▶ [DATA EXTRACT]:
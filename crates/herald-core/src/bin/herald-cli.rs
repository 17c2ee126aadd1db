use std::path::{Path, PathBuf};

use anyhow::Context;
use clap::{Args, Parser, Subcommand, ValueEnum};
use herald_core::{
    DecodedAudio, EnvelopePolicy, FadeCurve, FadeInScope, GenerationRecord, HeraldConfig,
    MixEditor, MixPatch, MixSettings, MixSnapshot,
    assets::{analyze_audio_file_with_cache, decode_audio_file, scan_audio_assets},
    diagnostics::init_tracing,
    fingerprint::{demo_fingerprint, read_fingerprint, write_fingerprint},
    fixtures::{DEMO_SAMPLE_RATE, demo_record, synthetic_pad, synthetic_speech},
    mixdown::{MixedAudio, export_mp3, export_wav},
    model::{FadeSpec, MixParams},
    settings::{load_settings_or, save_settings},
    waveform::render_waveform,
};
use serde::Serialize;

#[derive(Debug, Parser)]
#[command(name = "herald-cli")]
#[command(about = "Timeline, envelope, waveform and mixdown tools for announcement audio")]
struct Cli {
    #[command(subcommand)]
    command: Commands,

    #[arg(long)]
    log_dir: Option<PathBuf>,

    #[arg(long)]
    settings_file: Option<PathBuf>,
}

#[derive(Debug, Subcommand)]
enum Commands {
    Layout(MixArgs),
    Envelope {
        #[command(flatten)]
        mix: MixArgs,

        #[arg(long, default_value_t = 0.5)]
        step: f64,
    },
    Waveform {
        input: PathBuf,

        #[arg(long)]
        width: Option<usize>,

        #[arg(long)]
        height: Option<usize>,

        #[arg(long)]
        cached: bool,
    },
    Mix {
        #[arg(long)]
        tts: PathBuf,

        #[arg(long)]
        bgm: Option<PathBuf>,

        #[arg(long)]
        record: Option<PathBuf>,

        #[command(flatten)]
        overrides: MixOverrides,

        #[arg(long)]
        output: PathBuf,

        #[arg(long, value_enum, default_value = "wav")]
        format: OutputFormat,
    },
    Library {
        #[arg(long)]
        dir: Option<PathBuf>,
    },
    Demo {
        #[arg(long)]
        output_dir: Option<PathBuf>,
    },
    Fingerprint {
        #[arg(long, default_value = "data/fingerprint/demo.json")]
        output: PathBuf,

        #[arg(long)]
        check: Option<PathBuf>,

        #[arg(long, default_value_t = 1e-4)]
        tolerance: f32,
    },
    Settings {
        #[arg(long, allow_negative_numbers = true)]
        offset: Option<f64>,

        #[arg(long)]
        fade_in: Option<f64>,

        #[arg(long)]
        fade_out: Option<f64>,

        #[arg(long)]
        volume: Option<f32>,

        #[arg(long, value_enum)]
        curve: Option<CurveArg>,

        #[arg(long, value_enum)]
        fade_in_scope: Option<ScopeArg>,

        #[arg(long)]
        waveform_width: Option<usize>,

        #[arg(long)]
        waveform_height: Option<usize>,
    },
}

#[derive(Debug, Args)]
struct MixArgs {
    #[arg(long)]
    tts_duration: f64,

    #[arg(long, default_value_t = 0.0)]
    bgm_duration: f64,

    #[command(flatten)]
    overrides: MixOverrides,
}

#[derive(Debug, Args)]
struct MixOverrides {
    #[arg(long, allow_negative_numbers = true)]
    offset: Option<f64>,

    #[arg(long)]
    fade_in: Option<f64>,

    #[arg(long)]
    fade_out: Option<f64>,

    #[arg(long)]
    bgm_end: Option<f64>,

    #[arg(long)]
    volume: Option<f32>,
}

impl From<&MixOverrides> for MixPatch {
    fn from(value: &MixOverrides) -> Self {
        Self {
            bgm_offset_seconds: value.offset,
            fade_in_seconds: value.fade_in,
            fade_out_seconds: value.fade_out,
            explicit_bgm_end_seconds: value.bgm_end,
            bgm_volume: value.volume,
            ..Self::default()
        }
    }
}

#[derive(Debug, Clone, ValueEnum)]
enum OutputFormat {
    Wav,
    Mp3,
}

#[derive(Debug, Clone, ValueEnum)]
enum CurveArg {
    Linear,
    EqualPower,
}

impl From<CurveArg> for FadeCurve {
    fn from(value: CurveArg) -> Self {
        match value {
            CurveArg::Linear => Self::Linear,
            CurveArg::EqualPower => Self::EqualPower,
        }
    }
}

#[derive(Debug, Clone, ValueEnum)]
enum ScopeArg {
    Always,
    LeadingOnly,
}

impl From<ScopeArg> for FadeInScope {
    fn from(value: ScopeArg) -> Self {
        match value {
            ScopeArg::Always => Self::Always,
            ScopeArg::LeadingOnly => Self::LeadingOnly,
        }
    }
}

fn main() -> anyhow::Result<()> {
    let cli = Cli::parse();
    let config = HeraldConfig::load_or_default();
    let log_dir = cli
        .log_dir
        .clone()
        .unwrap_or_else(|| config.paths.logs_dir.clone());
    let _telemetry = init_tracing(&log_dir, &config.diagnostics)?;

    let settings_path = cli
        .settings_file
        .clone()
        .unwrap_or_else(|| config.paths.settings_path.clone());
    let settings = load_settings_or(&settings_path, config.default_settings());

    match cli.command {
        Commands::Layout(args) => {
            let editor = editor_for(&config, settings, &args)?;
            print_json(&editor.layout())?;
        }
        Commands::Envelope { mix, step } => {
            let editor = editor_for(&config, settings, &mix)?;
            print_json(&editor.envelope().sample(step))?;
        }
        Commands::Waveform {
            input,
            width,
            height,
            cached,
        } => {
            let (width, height) = settings.waveform_size(width, height);
            if cached {
                let analysis =
                    analyze_audio_file_with_cache(&input, &config.waveform.cache_dir, width)?;
                print_json(&analysis)?;
            } else {
                let decoded = decode_audio_file(&input)?;
                let options = config
                    .waveform
                    .render_options(Some(decoded.duration_seconds()));
                let render = render_waveform(
                    decoded.first_channel(),
                    width,
                    height,
                    &options,
                );
                print_json(&render)?;
            }
        }
        Commands::Mix {
            tts,
            bgm,
            record,
            overrides,
            output,
            format,
        } => {
            let tts_audio = decode_audio_file(&tts)?;
            let bgm_audio = bgm.as_deref().map(decode_audio_file).transpose()?;

            let mut editor = MixEditor::from_config(&config, settings);
            match record {
                Some(record_path) => {
                    let record = read_record(&record_path)?;
                    let mut params = record.mix_params();
                    params.tts_duration_seconds = tts_audio.duration_seconds();
                    apply_params(&mut editor, &params)?;
                }
                None => {
                    let bgm_duration = bgm_audio
                        .as_ref()
                        .map_or(0.0, DecodedAudio::duration_seconds);
                    editor.load_tracks(tts_audio.duration_seconds(), bgm_duration)?;
                }
            }
            editor.apply(MixPatch::from(&overrides))?;

            let mixed = editor.render(&tts_audio, bgm_audio.as_ref());
            write_mix(&mixed, &output, &format, &config)?;
            tracing::info!(path = %output.display(), "mix exported");
        }
        Commands::Library { dir } => {
            let dir = dir.unwrap_or_else(|| config.paths.bgm_library_dir.clone());
            print_json(&scan_audio_assets(&dir)?)?;
        }
        Commands::Demo { output_dir } => {
            let output_dir = output_dir.unwrap_or_else(|| config.paths.export_dir.clone());
            std::fs::create_dir_all(&output_dir)?;

            let record = demo_record();
            let params = record.mix_params();
            let tts = synthetic_speech(params.tts_duration_seconds, DEMO_SAMPLE_RATE);
            let bgm = synthetic_pad(params.bgm_duration_seconds, DEMO_SAMPLE_RATE);

            let mut editor = MixEditor::from_config(&config, settings);
            let snapshot = apply_params(&mut editor, &params)?;
            std::fs::write(
                output_dir.join("demo.record.json"),
                serde_json::to_vec_pretty(&record)?,
            )?;
            std::fs::write(
                output_dir.join("demo.layout.json"),
                serde_json::to_vec_pretty(&snapshot.layout)?,
            )?;

            let mixed = editor.render(&tts, Some(&bgm));
            export_wav(&mixed, &output_dir.join("demo.wav"))?;
            tracing::info!(path = %output_dir.display(), "demo mix written");
        }
        Commands::Fingerprint {
            output,
            check,
            tolerance,
        } => {
            let fingerprint = demo_fingerprint();
            write_fingerprint(&output, &fingerprint)?;
            tracing::info!(path = %output.display(), "fingerprint generated");

            if let Some(baseline_path) = check {
                let baseline = read_fingerprint(&baseline_path)?;
                let drift = fingerprint.drift_from(&baseline, tolerance);
                print_json(&drift)?;
                if !drift.is_empty() {
                    anyhow::bail!(
                        "fingerprint drifted from {} in {} place(s)",
                        baseline_path.display(),
                        drift.len()
                    );
                }
            }
        }
        Commands::Settings {
            offset,
            fade_in,
            fade_out,
            volume,
            curve,
            fade_in_scope,
            waveform_width,
            waveform_height,
        } => {
            let mut editor = MixEditor::from_config(&config, settings);
            editor.update_settings(|settings| {
                let fades = FadeSpec::new(
                    fade_in.unwrap_or(settings.default_fade_in_seconds),
                    fade_out.unwrap_or(settings.default_fade_out_seconds),
                );
                let envelope = EnvelopePolicy {
                    curve: curve.map_or(settings.envelope.curve, Into::into),
                    fade_in_scope: fade_in_scope
                        .map_or(settings.envelope.fade_in_scope, Into::into),
                };
                apply_setting_changes(settings, offset, fades, volume, envelope);
                (settings.waveform_width, settings.waveform_height) =
                    settings.waveform_size(waveform_width, waveform_height);
            });
            save_settings(&settings_path, editor.settings())?;
            print_json(editor.settings())?;
        }
    }

    Ok(())
}

fn editor_for(
    config: &HeraldConfig,
    settings: MixSettings,
    args: &MixArgs,
) -> anyhow::Result<MixEditor> {
    let mut editor = MixEditor::from_config(config, settings);
    editor.load_tracks(args.tts_duration, args.bgm_duration)?;
    editor.apply(MixPatch::from(&args.overrides))?;
    Ok(editor)
}

fn apply_params(
    editor: &mut MixEditor,
    params: &MixParams,
) -> anyhow::Result<MixSnapshot> {
    editor.load_tracks(params.tts_duration_seconds, params.bgm_duration_seconds)?;
    let snapshot = editor.apply(MixPatch {
        bgm_offset_seconds: Some(params.bgm_offset_seconds),
        fade_in_seconds: Some(params.fades.fade_in_seconds),
        fade_out_seconds: Some(params.fades.fade_out_seconds),
        explicit_bgm_end_seconds: params.explicit_bgm_end_seconds,
        clear_explicit_bgm_end: params.explicit_bgm_end_seconds.is_none(),
        bgm_volume: Some(params.bgm_volume),
        ..MixPatch::default()
    })?;
    Ok(snapshot)
}

fn apply_setting_changes(
    settings: &mut MixSettings,
    offset: Option<f64>,
    fades: FadeSpec,
    volume: Option<f32>,
    envelope: EnvelopePolicy,
) {
    if let Some(offset) = offset {
        settings.default_bgm_offset_seconds = offset;
    }
    settings.default_fade_in_seconds = fades.fade_in_seconds;
    settings.default_fade_out_seconds = fades.fade_out_seconds;
    if let Some(volume) = volume {
        settings.default_bgm_volume = volume.max(0.0);
    }
    settings.envelope = envelope;
}

fn read_record(path: &Path) -> anyhow::Result<GenerationRecord> {
    let bytes = std::fs::read(path)
        .with_context(|| format!("failed to read generation record: {}", path.display()))?;
    serde_json::from_slice(&bytes).context("invalid generation record json")
}

fn write_mix(
    mixed: &MixedAudio,
    output: &Path,
    format: &OutputFormat,
    config: &HeraldConfig,
) -> anyhow::Result<()> {
    match format {
        OutputFormat::Wav => export_wav(mixed, output),
        OutputFormat::Mp3 => export_mp3(mixed, output, &config.export),
    }
}

fn print_json<T: Serialize + ?Sized>(value: &T) -> anyhow::Result<()> {
    println!("{}", serde_json::to_string_pretty(value)?);
    Ok(())
}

▶ [EXERCISE DESCRIPTION]:
The first line of the listing above through the line containing "#[arg(long, value_enum, default_value": print exactly that, both ends included.

▶ [RESPONSE AREA]:
filename crates/herald-core/src/bin/herald-cli.rs
repository 17c2ee126aadd1db
use std::path::{Path, PathBuf};

use anyhow::Context;
use clap::{Args, Parser, Subcommand, ValueEnum};
use herald_core::{
    DecodedAudio, EnvelopePolicy, FadeCurve, FadeInScope, GenerationRecord, HeraldConfig,
    MixEditor, MixPatch, MixSettings, MixSnapshot,
    assets::{analyze_audio_file_with_cache, decode_audio_file, scan_audio_assets},
    diagnostics::init_tracing,
    fingerprint::{demo_fingerprint, read_fingerprint, write_fingerprint},
    fixtures::{DEMO_SAMPLE_RATE, demo_record, synthetic_pad, synthetic_speech},
    mixdown::{MixedAudio, export_mp3, export_wav},
    model::{FadeSpec, MixParams},
    settings::{load_settings_or, save_settings},
    waveform::render_waveform,
};
use serde::Serialize;

#[derive(Debug, Parser)]
#[command(name = "herald-cli")]
#[command(about = "Timeline, envelope, waveform and mixdown tools for announcement audio")]
struct Cli {
    #[command(subcommand)]
    command: Commands,

    #[arg(long)]
    log_dir: Option<PathBuf>,

    #[arg(long)]
    settings_file: Option<PathBuf>,
}

#[derive(Debug, Subcommand)]
enum Commands {
    Layout(MixArgs),
    Envelope {
        #[command(flatten)]
        mix: MixArgs,

        #[arg(long, default_value_t = 0.5)]
        step: f64,
    },
    Waveform {
        input: PathBuf,

        #[arg(long)]
        width: Option<usize>,

        #[arg(long)]
        height: Option<usize>,

        #[arg(long)]
        cached: bool,
    },
    Mix {
        #[arg(long)]
        tts: PathBuf,

        #[arg(long)]
        bgm: Option<PathBuf>,

        #[arg(long)]
        record: Option<PathBuf>,

        #[command(flatten)]
        overrides: MixOverrides,

        #[arg(long)]
        output: PathBuf,

        #[arg(long, value_enum, default_value = "wav")]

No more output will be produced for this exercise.